We're going to use a trick found in a related q/a, checking offsetHeight to throttle the browser instantaneously:

https://stackoverflow.com/a/16575811/176877

First, a library formalizing the above trick:

$.fn.noTrnsn = function () {
    return this.each(function (i, tag) {
        tag.style.transition = 'none';
    });
};
$.fn.resumeTrnsn = function () {
    return this.each(function (i, tag) {
        tag.offsetHeight;    
        tag.style.transition = null;
    });
};

Next, we're going to use it to reveal a box, and fade it in:

$('#button').on('click', function() {
    var tag = $('#box');
    if (tag.hasClass('hidden'))
        tag.noTrnsn().removeClass('hidden')
        .css({ opacity: 0 })
        .resumeTrnsn().css({ opacity: 1 });
    else
        tag.css({ opacity: 0 });
});

This fades the box in and out. So, .noTrnsn() turns off transitions, then we remove the hidden class, which flips display from none to its default, block. We then set opacity to 0 to get ready for fading in. Now that we've set the stage, we turn transitions back on, with .resumeTrnsn(). And finally, kick off the transition by setting opacity to 1.

Without the library, both the change to display and the change to opacity would've gotten us undesirable results. If we simply removed the library calls, we'd get no transitions at all.

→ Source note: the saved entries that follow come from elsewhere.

use std::io;
use std::path::PathBuf;
use thiserror::Error;

#[derive(Error, Debug)]
pub enum NoteStoreError {
    #[error("Note with id {0} not found")]
    NotFound(String),

    #[error("Notes store not initialized")]
    NotInitialized,

    #[error("Failed to access {}: {}", .path.display(), .source)]
    Persistence {
        path: PathBuf,
        #[source]
        source: io::Error,
    },

    #[error("Serialization error: {0}")]
    Serialization(#[from] serde_json::Error),
}

impl NoteStoreError {
    pub fn persistence(path: impl Into<PathBuf>, source: io::Error) -> Self {
        Self::Persistence {
            path: path.into(),
            source,
        }
    }
}

pub type Result<T> = std::result::Result<T, NoteStoreError>;
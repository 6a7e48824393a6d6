use actix_cors::Cors;
use actix_files::{Files, NamedFile};
use actix_web::{http::header, middleware::Logger, web, App, HttpServer};
use dotenv::dotenv;
use std::path::PathBuf;
use std::sync::Arc;
use std::time::Instant;

mod config;
mod controllers;
mod notes;

use config::{Config, CorsOrigins};
use notes::NoteStore;

pub struct AppState {
    pub store: Arc<NoteStore>,
    /// Server start time for uptime calculation
    pub started_at: Instant,
}

fn build_cors(origins: &CorsOrigins) -> Cors {
    let cors = match origins {
        CorsOrigins::Any => Cors::default().allow_any_origin(),
        CorsOrigins::List(list) => list
            .iter()
            .fold(Cors::default(), |cors, origin| cors.allowed_origin(origin)),
    };

    cors.allowed_methods(vec!["GET", "POST", "PUT", "DELETE"])
        .allowed_headers(vec![header::CONTENT_TYPE, header::AUTHORIZATION])
        .max_age(3600)
}

/// Built client directory, if configured and it contains an index.html
fn client_dist(config: &Config) -> Option<PathBuf> {
    let dir = config.client_dist_dir.as_ref()?;
    if dir.join("index.html").exists() {
        Some(dir.clone())
    } else {
        log::warn!(
            "Client dist not found at {} - static file serving disabled",
            dir.display()
        );
        None
    }
}

#[actix_web::main]
async fn main() -> std::io::Result<()> {
    dotenv().ok();
    env_logger::Builder::from_env(env_logger::Env::default().default_filter_or("info")).init();

    log::info!("Notes backend v{}", env!("CARGO_PKG_VERSION"));

    let config = Config::from_env();

    let store = Arc::new(NoteStore::new(config.data_path.clone()));
    log::info!("Initializing note store at {}", store.data_path().display());
    if let Err(e) = store.initialize() {
        log::error!("Failed to initialize note store: {}", e);
        return Err(std::io::Error::other(e));
    }

    let frontend_dist = client_dist(&config);
    if let Some(dir) = &frontend_dist {
        log::info!("Serving client from: {}", dir.display());
    }

    let started_at = Instant::now();
    let bind = (config.bind_address.clone(), config.port);
    let cors_origins = config.cors_origins.clone();

    log::info!("Server is running on http://{}:{}", bind.0, bind.1);

    HttpServer::new(move || {
        let mut app = App::new()
            .app_data(web::Data::new(AppState {
                store: Arc::clone(&store),
                started_at,
            }))
            .app_data(controllers::json_config())
            .app_data(controllers::query_config())
            .wrap(Logger::default())
            .wrap(build_cors(&cors_origins))
            .configure(controllers::health::config_routes)
            .configure(controllers::notes::config);

        // Serve the client with an index.html fallback for client-side routes
        if let Some(dir) = &frontend_dist {
            let index = dir.join("index.html");
            app = app.service(
                Files::new("/", dir.clone())
                    .index_file("index.html")
                    .default_handler(web::to(move || {
                        let index = index.clone();
                        async move { NamedFile::open_async(index).await }
                    })),
            );
        }

        app.default_service(web::to(controllers::route_not_found))
    })
    .bind(bind)?
    .run()
    .await?;

    log::info!("Shutdown complete");
    Ok(())
}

Note that the above does not set display to none again at the end of the fadeout animation. We can get fancier though. Let's do so with one that fades in and grows in height from 0.

Fancy!

https://jsfiddle.net/b9chris/hweyecu4/22/

#box {
    transition: height 1s, opacity 1s;
}

We're now transitioning both height and opacity. Note that we are not setting height, which means it is the default, auto. Conventionally this cannot be transitioned - moving from auto to a pixel value (like 0) will get you no transition. We're going to work around that with the library, and one more library method:

$.fn.wait = function (time, fn) {
    if (time)
        this.delay(time);
    if (!fn)
        return this;

    var _this = this;
    return this.queue(function (n) {
        fn.call(_this);
        n();
    });
};

This is a convenience method that lets us participate in jQuery's existing fx/animation queue, without requiring any of the animation framework that's now excluded in jQuery 3.x. I'm not going to explain how jQuery works, but suffice to say, the .queue() and .stop() plumbing that jQuery provides help us prevent our animations from stepping on each other.

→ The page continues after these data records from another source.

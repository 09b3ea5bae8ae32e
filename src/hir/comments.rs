//! Comment/Marker Extractor.
//!
//! A declaration's comments are whatever the oracle reports in the trivia in
//! front of it plus the doc blocks the parser attached to it. Detection is a
//! plain substring test, so any comment above the declaration counts, adjacent
//! or not.

use smol_str::SmolStr;
use text_size::TextRange;

use super::program::{Declaration, Program};
use super::resolver::SymbolResolver;
use crate::base::NodeId;
use crate::syntax::{NodeKind, SourceFile};

/// One comment attached to a declaration.
#[derive(Clone, Debug, PartialEq, Eq)]
pub struct Comment {
    pub range: TextRange,
    pub text: SmolStr,
}

/// The node whose trivia and doc blocks document `node`.
///
/// `const x = 1` is documented on the statement, not on the declaration.
fn doc_host(source: &SourceFile, node: NodeId) -> NodeId {
    if source.kind(node) != Some(NodeKind::VariableDeclaration) {
        return node;
    }
    source
        .ancestors(node)
        .take(2)
        .find(|&n| source.kind(n) == Some(NodeKind::VariableStatement))
        .unwrap_or(node)
}

/// Leading comments and doc blocks of `decl`, in source order, each once.
pub fn comments_of<P: Program + ?Sized>(
    resolver: &mut SymbolResolver<'_, P>,
    decl: Declaration,
) -> Vec<Comment> {
    let Some(source) = resolver.source_file(decl.file) else {
        return Vec::new();
    };
    let Some(node) = source.node(decl.node) else {
        return Vec::new();
    };
    let host = doc_host(&source, decl.node);
    let Some(host_node) = source.node(host) else {
        return Vec::new();
    };

    let mut ranges: Vec<TextRange> = resolver
        .program()
        .leading_comment_ranges(decl.file, host_node.full_start)
        .into_iter()
        .map(|c| c.range)
        .collect();
    ranges.extend(host_node.js_doc.iter().copied());
    if host != decl.node {
        ranges.extend(node.js_doc.iter().copied());
    }
    ranges.sort_by_key(|r| (r.start(), r.end()));
    ranges.dedup();

    ranges
        .into_iter()
        .filter_map(|range| {
            let text = source
                .text()
                .get(usize::from(range.start())..usize::from(range.end()))?;
            Some(Comment {
                range,
                text: SmolStr::new(text),
            })
        })
        .collect()
}

pub fn contains_marker(comments: &[Comment], marker: &str) -> bool {
    comments.iter().any(|c| c.text.contains(marker))
}

/// The text following `marker` in the first comment carrying it.
///
/// Comment delimiters and the `*` gutter of block comments are dropped;
/// `None` if no comment is marked, `Some("")` if the marker stands alone.
pub fn reason_after_marker(comments: &[Comment], marker: &str) -> Option<String> {
    let comment = comments.iter().find(|c| c.text.contains(marker))?;
    let (_, rest) = comment.text.split_once(marker)?;
    let rest = rest.strip_suffix("*/").unwrap_or(rest);

    let mut lines = Vec::new();
    for line in rest.lines() {
        let line = line.trim();
        let line = line.strip_prefix('*').unwrap_or(line).trim();
        // the next tag ends the reason
        if line.starts_with('@') {
            break;
        }
        if !line.is_empty() {
            lines.push(line);
        }
    }
    Some(lines.join(" "))
}

#[cfg(test)]
mod tests {
    use super::*;
    use crate::base::NodeRef;
    use crate::fixture::{Decl, ProgramBuilder};

    fn comments(text: &str) -> Vec<Comment> {
        vec![Comment {
            range: TextRange::up_to(text.len().try_into().unwrap()),
            text: SmolStr::new(text),
        }]
    }

    #[test]
    fn test_reason_after_marker() {
        assert_eq!(
            reason_after_marker(&comments("/** @deprecated Use g instead */"), "@deprecated"),
            Some("Use g instead".to_string())
        );
        assert_eq!(
            reason_after_marker(&comments("// @deprecated"), "@deprecated"),
            Some(String::new())
        );
        assert_eq!(reason_after_marker(&comments("/** fine */"), "@deprecated"), None);
    }

    #[test]
    fn test_reason_stops_at_next_tag() {
        let text = "/**\n * Old.\n * @deprecated since 2.0\n *   use `g`\n * @see g\n */";
        assert_eq!(
            reason_after_marker(&comments(text), "@deprecated"),
            Some("since 2.0 use `g`".to_string())
        );
    }

    #[test]
    fn test_marker_is_case_sensitive() {
        assert!(!contains_marker(&comments("/** @Deprecated */"), "@deprecated"));
        assert!(contains_marker(&comments("/* x @deprecated y */"), "@deprecated"));
    }

    #[test]
    fn test_comments_of_declaration_returns_each_once() {
        let mut b = ProgramBuilder::new();
        let a = b.file("src/a.ts");
        b.comment(a, "// header");
        let f = b.declare(a, Decl::function("f").doc("/** @deprecated */"));
        let program = b.finish();

        let mut resolver = SymbolResolver::new(&program);
        let decl = resolver.primary_declaration(f).unwrap();
        let found = comments_of(&mut resolver, decl);

        // the doc block is reported by the scanner and attached by the parser
        let texts: Vec<_> = found.iter().map(|c| c.text.as_str()).collect();
        assert_eq!(texts, ["// header", "/** @deprecated */"]);
    }

    #[test]
    fn test_variable_is_documented_on_its_statement() {
        let mut b = ProgramBuilder::new();
        let a = b.file("src/a.ts");
        let x = b.declare(a, Decl::variable("x").doc("/** @deprecated */").exported());
        let program = b.finish();

        let mut resolver = SymbolResolver::new(&program);
        let decl = resolver.primary_declaration(x).unwrap();
        let source = resolver.source_file(a).unwrap();
        assert_eq!(source.kind(decl.node), Some(NodeKind::VariableDeclaration));

        let found = comments_of(&mut resolver, decl);
        assert!(contains_marker(&found, "@deprecated"));
    }

    #[test]
    fn test_missing_declaration_has_no_comments() {
        let program = ProgramBuilder::new().finish();
        let mut resolver = SymbolResolver::new(&program);
        let missing = NodeRef::new(crate::base::FileId::new(3), NodeId::new(1));
        assert!(comments_of(&mut resolver, missing).is_empty());
    }
}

Let's animate the slide down effect.

$('#button').on('click', function() {
    var tag = $('#box');
    if (tag.hasClass('hidden')) {
        // Open it
        // Measure it
        tag.stop().noTrnsn().removeClass('hidden').css({
            opacity: 0, height: 'auto'
        });
        var h = tag.height();
        tag.css({ height: 0 }).resumeTrnsn()
        // Animate it
        .css({ opacity: 1, height: h })
        .wait(1000, function() {
            tag.css({ height: 'auto' });
        });
    } else {
        // Close it
        // Measure it
        var h = tag.noTrnsn().height();
        tag.stop().css({ height: h })
        .resumeTrnsn()
        // Animate it
        .css({ opacity: 0, height: 0 })
        .wait(1000, function() {
            tag.addClass('hidden');
        });
    }
});

This code begins by checking on #box and whether it's currently hidden, by checking on its class. But it accomplishes more using the wait() library call, by adding the hidden class at the end of the slideout/fade animation, which you'd expect to find if it is in fact hidden - something the above simpler example could not do. This happens to also enable display/hiding the element over and over, which was a bug in the previous example, because the hidden class was never restored.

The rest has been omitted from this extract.